= What is expected =
What lines of the listing include the string "description"? Show them all.

= Entries provided =
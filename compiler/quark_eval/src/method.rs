//! Method definitions: documentation plus a handler.

use std::fmt;
use std::sync::Arc;

use crate::{Context, Operand, RuntimeError};

/// Instruction handler.
///
/// Receives the context and the line's operands (unresolved; call
/// [`Context::resolve`] for values). Handlers act only through side effects
/// on the context.
pub type Handler = Arc<dyn Fn(&mut Context, &[Operand]) -> Result<(), RuntimeError> + Send + Sync>;

/// One documented parameter.
#[derive(Clone, Debug, PartialEq, Eq)]
pub struct Param {
    pub name: String,
    pub description: String,
    /// Display type for docs; `None` renders as `any`.
    pub kind: Option<String>,
}

/// Summary and ordered parameter list of a method.
///
/// The parameter count is the method's arity: the resolver rejects lines
/// that supply a different number of arguments.
#[derive(Clone, Debug, Default, PartialEq, Eq)]
pub struct Documentation {
    pub summary: String,
    pub params: Vec<Param>,
}

impl Documentation {
    pub fn new(summary: impl Into<String>) -> Self {
        Documentation {
            summary: summary.into(),
            params: Vec::new(),
        }
    }

    /// Append an untyped parameter.
    #[must_use]
    pub fn param(mut self, name: impl Into<String>, description: impl Into<String>) -> Self {
        self.params.push(Param {
            name: name.into(),
            description: description.into(),
            kind: None,
        });
        self
    }

    /// Append a parameter with a display type.
    #[must_use]
    pub fn typed_param(
        mut self,
        name: impl Into<String>,
        description: impl Into<String>,
        kind: impl Into<String>,
    ) -> Self {
        self.params.push(Param {
            name: name.into(),
            description: description.into(),
            kind: Some(kind.into()),
        });
        self
    }
}

/// A registry entry.
#[derive(Clone)]
pub struct MethodDefinition {
    pub documentation: Documentation,
    pub handler: Handler,
}

impl MethodDefinition {
    pub fn new<F>(documentation: Documentation, handler: F) -> Self
    where
        F: Fn(&mut Context, &[Operand]) -> Result<(), RuntimeError> + Send + Sync + 'static,
    {
        MethodDefinition {
            documentation,
            handler: Arc::new(handler),
        }
    }

    /// Number of arguments a line must supply.
    #[inline]
    pub fn arity(&self) -> usize {
        self.documentation.params.len()
    }
}

impl fmt::Debug for MethodDefinition {
    fn fmt(&self, f: &mut fmt::Formatter<'_>) -> fmt::Result {
        f.debug_struct("MethodDefinition")
            .field("documentation", &self.documentation)
            .finish_non_exhaustive()
    }
}

/// View `args` as a fixed-size array.
///
/// The resolver already checks argument counts, so this only fails when a
/// handler is invoked directly with the wrong number of operands.
///
/// ```
/// use quark_eval::{fixed_args, Operand};
///
/// let args = [Operand::Number(1.0), Operand::Var("x".into())];
/// let [value, target] = fixed_args::<2>(&args).unwrap();
/// assert_eq!(target.as_var(), Some("x"));
/// # let _ = value;
/// ```
pub fn fixed_args<const N: usize>(args: &[Operand]) -> Result<&[Operand; N], RuntimeError> {
    args.try_into().map_err(|_| RuntimeError::ArityMismatch {
        expected: N,
        found: args.len(),
    })
}
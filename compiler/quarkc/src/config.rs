//! Options for `quark run`.

use std::time::Duration;

use quark_eval::ExecLimits;

use crate::CliError;

/// Parsed `run` arguments: the file plus execution limits.
#[derive(Clone, Debug, Default, PartialEq, Eq)]
pub struct RunConfig {
    pub path: String,
    pub limits: ExecLimits,
}

impl RunConfig {
    /// Parse the arguments following `run`.
    ///
    /// Flags may appear before or after the path. Unknown flags are errors.
    pub fn parse(args: &[String]) -> Result<Self, CliError> {
        let mut path = None;
        let mut limits = ExecLimits::default();

        for arg in args {
            if let Some(value) = arg.strip_prefix("--max-steps=") {
                limits.max_steps = Some(parse_number("--max-steps", value)?);
            } else if let Some(value) = arg.strip_prefix("--timeout-ms=") {
                let millis = parse_number("--timeout-ms", value)?;
                limits.timeout = Some(Duration::from_millis(millis));
            } else if let Some(value) = arg.strip_prefix("--heap-limit=") {
                let slots = parse_number("--heap-limit", value)?;
                limits.heap_limit = usize::try_from(slots).map_err(|_| CliError::InvalidFlag {
                    flag: "--heap-limit".into(),
                    value: value.into(),
                })?;
            } else if arg.starts_with('-') {
                return Err(CliError::Usage(format!("unknown option '{arg}'")));
            } else if path.is_none() {
                path = Some(arg.clone());
            } else {
                return Err(CliError::Usage(format!("unexpected argument '{arg}'")));
            }
        }

        let Some(path) = path else {
            return Err(CliError::Usage("missing file path".into()));
        };
        Ok(RunConfig { path, limits })
    }
}

fn parse_number(flag: &str, value: &str) -> Result<u64, CliError> {
    value.parse().map_err(|_| CliError::InvalidFlag {
        flag: flag.into(),
        value: value.into(),
    })
}

#[cfg(test)]
#[allow(clippy::unwrap_used, reason = "tests use unwrap for brevity")]
mod tests {
    use super::*;
    use quark_eval::DEFAULT_HEAP_LIMIT;

    fn args(list: &[&str]) -> Vec<String> {
        list.iter().map(ToString::to_string).collect()
    }

    #[test]
    fn path_only_uses_default_limits() {
        let config = RunConfig::parse(&args(&["prog.qk"])).unwrap();
        assert_eq!(config.path, "prog.qk");
        assert_eq!(config.limits, ExecLimits::default());
    }

    #[test]
    fn flags_in_any_position() {
        let config = RunConfig::parse(&args(&[
            "--max-steps=10",
            "prog.qk",
            "--timeout-ms=250",
            "--heap-limit=64",
        ]))
        .unwrap();
        assert_eq!(config.limits.max_steps, Some(10));
        assert_eq!(config.limits.timeout, Some(Duration::from_millis(250)));
        assert_eq!(config.limits.heap_limit, 64);
    }

    #[test]
    fn bad_number_names_the_flag() {
        let err = RunConfig::parse(&args(&["a.qk", "--max-steps=lots"])).unwrap_err();
        assert_eq!(err.to_string(), "invalid value 'lots' for --max-steps");
    }

    #[test]
    fn missing_path_is_usage_error() {
        let err = RunConfig::parse(&args(&["--timeout-ms=5"])).unwrap_err();
        assert!(matches!(err, CliError::Usage(_)));
    }

    #[test]
    fn unknown_flag_is_rejected() {
        assert!(RunConfig::parse(&args(&["a.qk", "--fast"])).is_err());
    }

    #[test]
    fn default_heap_limit_is_kept_without_flag() {
        let config = RunConfig::parse(&args(&["a.qk", "--max-steps=1"])).unwrap();
        assert_eq!(config.limits.heap_limit, DEFAULT_HEAP_LIMIT);
    }
}
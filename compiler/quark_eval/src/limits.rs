//! Opt-in execution limits.
//!
//! Quark has unbounded jumps, so a program may loop forever. By default it
//! is allowed to; hosts that cannot afford that set a step budget or a
//! wall-clock timeout per `execute` call. The heap limit always applies.

use std::time::{Duration, Instant};

use crate::RuntimeError;

/// Default maximum heap length in slots.
pub const DEFAULT_HEAP_LIMIT: usize = 1 << 20;

#[derive(Clone, Debug, PartialEq, Eq)]
pub struct ExecLimits {
    /// Maximum loop iterations per `execute` call (`None` = unlimited).
    pub max_steps: Option<u64>,
    /// Maximum wall-clock time per `execute` call (`None` = unlimited).
    pub timeout: Option<Duration>,
    /// Maximum heap length.
    ///
    /// Unlike the other two limits this one is always on. Without it `write`
    /// would extend the heap to any address; a write or `alloc` past the
    /// limit fails with `HeapLimitExceeded` instead. Raise it for programs
    /// that address more than [`DEFAULT_HEAP_LIMIT`] slots.
    pub heap_limit: usize,
}

impl Default for ExecLimits {
    fn default() -> Self {
        ExecLimits {
            max_steps: None,
            timeout: None,
            heap_limit: DEFAULT_HEAP_LIMIT,
        }
    }
}

/// Per-call budget state, created fresh by each `execute`.
pub(crate) struct StepBudget {
    steps: u64,
    max_steps: Option<u64>,
    deadline: Option<(Instant, Duration)>,
}

impl StepBudget {
    pub(crate) fn start(limits: &ExecLimits) -> Self {
        StepBudget {
            steps: 0,
            max_steps: limits.max_steps,
            // A timeout too large to represent is no timeout.
            deadline: limits.timeout.and_then(|timeout| {
                Instant::now()
                    .checked_add(timeout)
                    .map(|deadline| (deadline, timeout))
            }),
        }
    }

    /// Account for one more step.
    #[inline]
    pub(crate) fn tick(&mut self) -> Result<(), RuntimeError> {
        self.steps = self.steps.saturating_add(1);
        if let Some(budget) = self.max_steps {
            if self.steps > budget {
                return Err(RuntimeError::StepBudgetExceeded { budget });
            }
        }
        if let Some((deadline, timeout)) = self.deadline {
            if Instant::now() >= deadline {
                return Err(RuntimeError::TimeoutExceeded { timeout });
            }
        }
        Ok(())
    }

    pub(crate) fn steps(&self) -> u64 {
        self.steps
    }
}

= Result below =
    pub description: String,
    pub fn param(mut self, name: impl Into<String>, description: impl Into<String>) -> Self {
            description: description.into(),
        description: impl Into<String>,
            description: description.into(),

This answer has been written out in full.